I am done with complicated theories.

Here are a few reasons why I will no longer live in a story where guilt is a hero:

Guilt Reinforces Self-Centeredness: Feelings of guilt are me-centric. They cause me to focus on my own feelings. When I let guilt lead my focus is on trying desperately not to have feelings of guilt. My apologies simply become ways to get rid of my “guilty conscience” instead being about healing a relationship with another person. In this scenario, other people’s feelings or worth are not as important as my feelings. Instead of self-centeredness, the Gospel proclaims a life of forgiveness. It is the absence of guilt that allows for a life free from self-centeredness.

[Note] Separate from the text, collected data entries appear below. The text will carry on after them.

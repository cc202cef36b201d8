//! Weight chart and formulation grouping for result display.

use serde::{Deserialize, Serialize};

use crate::engine::DosageCalculator;
use crate::models::{AgeUnit, DosageInput, DosageResult, Product};

/// Grid of weights the chart is computed over.
#[derive(Debug, Clone, Copy, Serialize, Deserialize, PartialEq)]
pub struct ChartSpec {
    #[serde(default = "default_start_kg")]
    pub start_kg: f64,
    #[serde(default = "default_step_kg")]
    pub step_kg: f64,
    #[serde(default = "default_rows")]
    pub rows: usize,
    /// Fixed age used for every row, so most products pass the age gate
    #[serde(default = "default_age_months")]
    pub age_months: u32,
}

impl Default for ChartSpec {
    fn default() -> Self {
        Self {
            start_kg: default_start_kg(),
            step_kg: default_step_kg(),
            rows: default_rows(),
            age_months: default_age_months(),
        }
    }
}

fn default_start_kg() -> f64 {
    6.0
}

fn default_step_kg() -> f64 {
    2.0
}

fn default_rows() -> usize {
    18
}

fn default_age_months() -> u32 {
    24
}

impl ChartSpec {
    /// Weights for every row, in kg.
    pub fn weights(&self) -> Vec<f64> {
        (0..self.rows)
            .map(|i| self.start_kg + i as f64 * self.step_kg)
            .collect()
    }
}

/// One product's entry in a chart row.
#[derive(Debug, Clone, Serialize, Deserialize, PartialEq)]
pub struct ChartCell {
    pub product_id: String,
    /// Recommended range, absent when the product is blocked or failed
    pub min_ml: Option<f64>,
    pub max_ml: Option<f64>,
    /// The range top sits at the single-dose ceiling
    pub at_single_max: bool,
}

impl ChartCell {
    fn from_result(result: &DosageResult) -> Self {
        let at_single_max = match (result.max_ml(), result.max_single_ml()) {
            (Some(max), Some(ceiling)) => max == ceiling,
            _ => false,
        };
        Self {
            product_id: result.product.id.clone(),
            min_ml: result.min_ml(),
            max_ml: result.max_ml(),
            at_single_max,
        }
    }
}

#[derive(Debug, Clone, Serialize, Deserialize, PartialEq)]
pub struct ChartRow {
    pub weight_kg: f64,
    pub cells: Vec<ChartCell>,
}

/// Precomputed dose table across a weight grid.
#[derive(Debug, Clone, Serialize, Deserialize, PartialEq)]
pub struct WeightChart {
    pub age_months: u32,
    pub product_ids: Vec<String>,
    pub rows: Vec<ChartRow>,
}

impl WeightChart {
    /// Run the engine once per grid weight.
    pub fn build(calculator: &DosageCalculator, products: &[Product], spec: &ChartSpec) -> Self {
        let rows = spec
            .weights()
            .into_iter()
            .map(|weight_kg| {
                let input = DosageInput {
                    weight: weight_kg,
                    age: spec.age_months,
                    age_unit: AgeUnit::Months,
                };
                let cells = calculator
                    .calculate_all(&input, products)
                    .iter()
                    .map(ChartCell::from_result)
                    .collect();
                ChartRow { weight_kg, cells }
            })
            .collect();

        Self {
            age_months: spec.age_months,
            product_ids: products.iter().map(|p| p.id.clone()).collect(),
            rows,
        }
    }
}

/// Results sharing an ingredient and concentration.
#[derive(Debug, Clone, PartialEq)]
pub struct FormulationGroup<'a> {
    pub ingredient: &'a str,
    pub strength_mg_per_ml: f64,
    pub results: Vec<&'a DosageResult>,
}

impl<'a> FormulationGroup<'a> {
    /// First result seen for this formulation.
    pub fn primary(&self) -> &'a DosageResult {
        self.results[0]
    }

    /// Results after the primary one.
    pub fn alternatives(&self) -> &[&'a DosageResult] {
        &self.results[1..]
    }
}

/// Group results by (ingredient, strength) in first-seen order.
pub fn group_by_formulation(results: &[DosageResult]) -> Vec<FormulationGroup<'_>> {
    let mut groups: Vec<FormulationGroup<'_>> = Vec::new();

    for result in results {
        let product = &result.product;
        match groups.iter_mut().find(|g| {
            g.ingredient == product.ingredient && g.strength_mg_per_ml == product.strength_mg_per_ml
        }) {
            Some(group) => group.results.push(result),
            None => groups.push(FormulationGroup {
                ingredient: &product.ingredient,
                strength_mg_per_ml: product.strength_mg_per_ml,
                results: vec![result],
            }),
        }
    }

    groups
}
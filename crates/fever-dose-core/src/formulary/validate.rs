//! Formulary schema validation.
//!
//! Runs once at load time, before any product reaches the engine.

use std::collections::HashSet;
use std::fmt;

use thiserror::Error;

use crate::models::{Market, Product};

/// Permitted concentrations per ingredient (primary-market names).
pub const INGREDIENT_STRENGTHS: &[(&str, &[f64])] = &[
    ("아세트아미노펜", &[32.0, 50.0]),
    ("이부프로펜", &[20.0]),
    ("덱시부프로펜", &[12.0]),
];

/// Permitted concentrations per ingredient (English names).
pub const INGREDIENT_STRENGTHS_EN: &[(&str, &[f64])] = &[
    ("acetaminophen", &[32.0, 50.0]),
    ("ibuprofen", &[20.0]),
    ("dexibuprofen", &[12.0]),
];

/// What is wrong with a product record.
#[derive(Error, Debug, Clone, PartialEq)]
pub enum IssueKind {
    #[error("field `{0}` must not be empty")]
    EmptyField(&'static str),

    #[error("at least one market must be listed")]
    NoMarkets,

    #[error("field `{field}` must be greater than zero (got {value})")]
    NonPositive { field: &'static str, value: f64 },

    #[error("min_dose_mg_per_kg ({min}) exceeds max_dose_mg_per_kg ({max})")]
    InvertedDoseRange { min: f64, max: f64 },

    #[error("ingredient `{ingredient}` does not come in {strength} mg/mL")]
    StrengthMismatch { ingredient: String, strength: f64 },

    #[error("English market products must have name_en and ingredient_en")]
    MissingEnglishFields,

    #[error("FDA-unapproved ingredients cannot be in the English market")]
    UnapprovedInEnglishMarket,

    #[error("duplicate product id")]
    DuplicateId,
}

/// A validation problem tied to one formulary entry.
#[derive(Debug, Clone, PartialEq)]
pub struct FormularyIssue {
    /// Position in the formulary list
    pub index: usize,
    pub product_id: String,
    pub kind: IssueKind,
}

impl fmt::Display for FormularyIssue {
    fn fmt(&self, f: &mut fmt::Formatter<'_>) -> fmt::Result {
        write!(f, "product #{} ({}): {}", self.index, self.product_id, self.kind)
    }
}

/// Validate every product; an empty result means the list is usable.
pub fn validate_products(products: &[Product]) -> Vec<FormularyIssue> {
    let mut issues = Vec::new();
    let mut seen_ids = HashSet::new();

    for (index, product) in products.iter().enumerate() {
        for kind in product_issues(product) {
            issues.push(FormularyIssue {
                index,
                product_id: product.id.clone(),
                kind,
            });
        }

        if !product.id.is_empty() && !seen_ids.insert(product.id.as_str()) {
            issues.push(FormularyIssue {
                index,
                product_id: product.id.clone(),
                kind: IssueKind::DuplicateId,
            });
        }
    }

    issues
}

/// Check a single product in isolation.
pub fn product_issues(product: &Product) -> Vec<IssueKind> {
    let mut issues = Vec::new();

    for (field, value) in [
        ("id", &product.id),
        ("name", &product.name),
        ("ingredient", &product.ingredient),
        ("image", &product.image),
    ] {
        if value.trim().is_empty() {
            issues.push(IssueKind::EmptyField(field));
        }
    }
    for (field, value) in [
        ("name_en", &product.name_en),
        ("ingredient_en", &product.ingredient_en),
        ("image_en", &product.image_en),
    ] {
        if matches!(value, Some(v) if v.trim().is_empty()) {
            issues.push(IssueKind::EmptyField(field));
        }
    }

    if product.markets.is_empty() {
        issues.push(IssueKind::NoMarkets);
    }

    for (field, value) in [
        ("strength_mg_per_ml", product.strength_mg_per_ml),
        ("min_dose_mg_per_kg", product.min_dose_mg_per_kg),
        ("max_dose_mg_per_kg", product.max_dose_mg_per_kg),
        ("max_single_mg", product.max_single_mg),
        ("max_daily_mg_per_kg", product.max_daily_mg_per_kg),
        ("interval_hours", product.interval_hours),
        ("max_doses_per_day", product.max_doses_per_day as f64),
    ] {
        if !(value > 0.0 && value.is_finite()) {
            issues.push(IssueKind::NonPositive { field, value });
        }
    }

    if product.min_dose_mg_per_kg > product.max_dose_mg_per_kg {
        issues.push(IssueKind::InvertedDoseRange {
            min: product.min_dose_mg_per_kg,
            max: product.max_dose_mg_per_kg,
        });
    }

    if !strength_matches(INGREDIENT_STRENGTHS, &product.ingredient, product.strength_mg_per_ml) {
        issues.push(IssueKind::StrengthMismatch {
            ingredient: product.ingredient.clone(),
            strength: product.strength_mg_per_ml,
        });
    }
    if let Some(ingredient_en) = &product.ingredient_en {
        if !strength_matches(INGREDIENT_STRENGTHS_EN, ingredient_en, product.strength_mg_per_ml) {
            issues.push(IssueKind::StrengthMismatch {
                ingredient: ingredient_en.clone(),
                strength: product.strength_mg_per_ml,
            });
        }
    }

    if product.is_sold_in(Market::En) {
        if product.name_en.is_none() || product.ingredient_en.is_none() {
            issues.push(IssueKind::MissingEnglishFields);
        }
        if product.fda_approved == Some(false) {
            issues.push(IssueKind::UnapprovedInEnglishMarket);
        }
    }

    issues
}

/// Unknown ingredients are not restricted.
fn strength_matches(table: &[(&str, &[f64])], ingredient: &str, strength: f64) -> bool {
    let key = ingredient.trim().to_lowercase();
    match table.iter().find(|(name, _)| *name == key) {
        Some((_, strengths)) => strengths.contains(&strength),
        None => true,
    }
}
//! Plain-text rendering of results and charts.

use std::fmt::{self, Write};

use fever_dose_core::{
    group_by_formulation, DosageOutcome, DosageResult, Market, Product, WeightChart,
};

/// Shown instead of engine error details.
const UNABLE_TO_CALCULATE: &str = "Unable to calculate a dose for this product.";

/// Render per-product result cards, grouped by formulation.
pub fn render_results(results: &[DosageResult], market: Market) -> String {
    let mut out = String::new();
    // String writes are infallible
    write_results(&mut out, results, market).ok();
    out
}

/// Render a weight chart as an aligned text table.
pub fn render_chart(chart: &WeightChart, products: &[Product], market: Market) -> String {
    let mut out = String::new();
    write_chart(&mut out, chart, products, market).ok();
    out
}

fn write_results(out: &mut impl Write, results: &[DosageResult], market: Market) -> fmt::Result {
    for group in group_by_formulation(results) {
        write_result(out, group.primary(), market)?;

        let alternatives: Vec<&str> = group
            .alternatives()
            .iter()
            .map(|r| r.product.display_name(market))
            .collect();
        if !alternatives.is_empty() {
            writeln!(out, "  same formulation: {}", alternatives.join(", "))?;
        }
        writeln!(out)?;
    }
    Ok(())
}

fn write_result(out: &mut impl Write, result: &DosageResult, market: Market) -> fmt::Result {
    let product = &result.product;
    writeln!(
        out,
        "{} ({} {} mg/mL)",
        product.display_name(market),
        product.display_ingredient(market),
        product.strength_mg_per_ml
    )?;

    match &result.outcome {
        DosageOutcome::Success { volumes, message } => {
            writeln!(
                out,
                "  {:.1} ~ {:.1} mL every {} h, at most {} doses per day",
                volumes.min_ml, volumes.max_ml, product.interval_hours, product.max_doses_per_day
            )?;
            writeln!(
                out,
                "  single-dose max {:.1} mL, daily max {:.1} mL",
                volumes.max_single_ml, volumes.max_daily_ml
            )?;
            if let Some(message) = message {
                writeln!(out, "  note: {}", message)?;
            }
        }
        DosageOutcome::AgeBlock { message } => writeln!(out, "  not recommended: {}", message)?,
        DosageOutcome::Error { .. } => writeln!(out, "  {}", UNABLE_TO_CALCULATE)?,
    }
    Ok(())
}

fn write_chart(
    out: &mut impl Write,
    chart: &WeightChart,
    products: &[Product],
    market: Market,
) -> fmt::Result {
    let mut header = vec!["Weight".to_string()];
    header.extend(products.iter().map(|p| p.display_name(market).to_string()));

    let mut rows = vec![header];
    for row in &chart.rows {
        let mut line = vec![format!("{} kg", row.weight_kg)];
        for cell in &row.cells {
            line.push(match (cell.min_ml, cell.max_ml) {
                (Some(min), Some(max)) if cell.at_single_max => {
                    format!("{:.1} ~ {:.1} mL *", min, max)
                }
                (Some(min), Some(max)) => format!("{:.1} ~ {:.1} mL", min, max),
                _ => "-".to_string(),
            });
        }
        rows.push(line);
    }

    let columns = rows[0].len();
    let widths: Vec<usize> = (0..columns)
        .map(|c| {
            rows.iter()
                .map(|r| r.get(c).map_or(0, |s| s.chars().count()))
                .max()
                .unwrap_or(0)
        })
        .collect();

    for row in &rows {
        let cells: Vec<String> = row
            .iter()
            .zip(&widths)
            .map(|(cell, width)| {
                let pad = width.saturating_sub(cell.chars().count());
                format!("{}{}", cell, " ".repeat(pad))
            })
            .collect();
        writeln!(out, "{}", cells.join("  ").trim_end())?;
    }
    writeln!(
        out,
        "\nAge assumed: {} months. * single-dose maximum. Check each product's minimum age.",
        chart.age_months
    )
}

Guilt Is Self-Deception: In an ironic twist, guilt helps me get out of taking responsibility for my deep brokenness. It divorces my character from my actions. Guilt says to me “as long as you still feel really bad about what you do, you are not a bad person, you just do bad things.” The worst form of this self-deception is a self-righteousness that says “I am not as bad as those people who are evil, I just sometimes do evil things.” So then guilt becomes my way of telling the difference between “evil people” and me, who just does “evil things.”

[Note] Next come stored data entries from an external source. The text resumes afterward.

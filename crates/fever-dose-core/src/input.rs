//! Patient input validation.
//!
//! Raw form values are checked here before a [`DosageInput`] reaches the
//! engine. The engine itself only guards against numeric degeneracy.

use serde::{Deserialize, Serialize};
use thiserror::Error;

use crate::models::{AgeUnit, DosageInput};

/// Default upper sanity bound on body weight (kg).
pub const MAX_WEIGHT_KG: f64 = 100.0;

/// Input validation errors.
#[derive(Error, Debug, Clone, PartialEq)]
pub enum InputError {
    #[error("Weight must be a number")]
    WeightNotFinite,

    #[error("Weight must be greater than zero (got {0})")]
    WeightNotPositive(f64),

    #[error("Implausible weight {weight} kg (maximum {max} kg)")]
    WeightTooHigh { weight: f64, max: f64 },

    #[error("Age must be a whole number (got {0})")]
    AgeNotInteger(f64),

    #[error("Age must be greater than zero")]
    AgeNotPositive,

    #[error("Age {0} is out of range")]
    AgeOutOfRange(f64),

    #[error("Age unit must be months or years (got {0:?})")]
    UnknownAgeUnit(String),

    #[error("Market must be ko or en (got {0:?})")]
    UnknownMarket(String),
}

pub type InputResult<T> = Result<T, InputError>;

/// Sanity bounds applied to user input.
#[derive(Debug, Clone, Copy, Serialize, Deserialize, PartialEq)]
pub struct InputLimits {
    #[serde(default = "default_max_weight_kg")]
    pub max_weight_kg: f64,
}

impl Default for InputLimits {
    fn default() -> Self {
        Self {
            max_weight_kg: default_max_weight_kg(),
        }
    }
}

fn default_max_weight_kg() -> f64 {
    MAX_WEIGHT_KG
}

/// Unvalidated form input, as submitted.
#[derive(Debug, Clone, Serialize, Deserialize, PartialEq)]
pub struct RawDosageInput {
    pub weight: f64,
    pub age: f64,
    #[serde(alias = "ageUnit")]
    pub age_unit: String,
}

impl RawDosageInput {
    /// Validate against the given limits.
    pub fn validate(&self, limits: &InputLimits) -> InputResult<DosageInput> {
        let weight = validate_weight(self.weight, limits)?;

        if !self.age.is_finite() {
            return Err(InputError::AgeOutOfRange(self.age));
        }
        if self.age.fract() != 0.0 {
            return Err(InputError::AgeNotInteger(self.age));
        }
        if self.age <= 0.0 {
            return Err(InputError::AgeNotPositive);
        }
        if self.age > u32::MAX as f64 {
            return Err(InputError::AgeOutOfRange(self.age));
        }

        let age_unit: AgeUnit = self.age_unit.parse()?;

        Ok(DosageInput {
            weight,
            age: self.age as u32,
            age_unit,
        })
    }
}

impl DosageInput {
    /// Create a validated input with the default limits.
    pub fn new(weight: f64, age: u32, age_unit: AgeUnit) -> InputResult<Self> {
        Self::with_limits(weight, age, age_unit, &InputLimits::default())
    }

    /// Create a validated input with custom limits.
    pub fn with_limits(
        weight: f64,
        age: u32,
        age_unit: AgeUnit,
        limits: &InputLimits,
    ) -> InputResult<Self> {
        let weight = validate_weight(weight, limits)?;
        if age == 0 {
            return Err(InputError::AgeNotPositive);
        }
        Ok(Self {
            weight,
            age,
            age_unit,
        })
    }
}

fn validate_weight(weight: f64, limits: &InputLimits) -> InputResult<f64> {
    if !weight.is_finite() {
        return Err(InputError::WeightNotFinite);
    }
    if weight <= 0.0 {
        return Err(InputError::WeightNotPositive(weight));
    }
    if weight > limits.max_weight_kg {
        return Err(InputError::WeightTooHigh {
            weight,
            max: limits.max_weight_kg,
        });
    }
    Ok(weight)
}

Guilt Is Inconsistent: I just simply don’t trust my feelings of guilt anymore. When I was a kid, guilt convinced me that dressing up for Halloween was wrong. When I was in my 20s, guilt convinced me that I shouldn’t drink alcohol. For some reason, guilt didn’t tell a group of theologians in the nineteenth century that slavery was wrong but it did tell them that interracial marriage was. He failed to mention to me that the way I manipulate relationships is immoral or that my utter disregard for the environment might possibly be unethical. I think guilt is just a bandwagon jumper, shaped more by my culture, upbringing, and personality, than by truth.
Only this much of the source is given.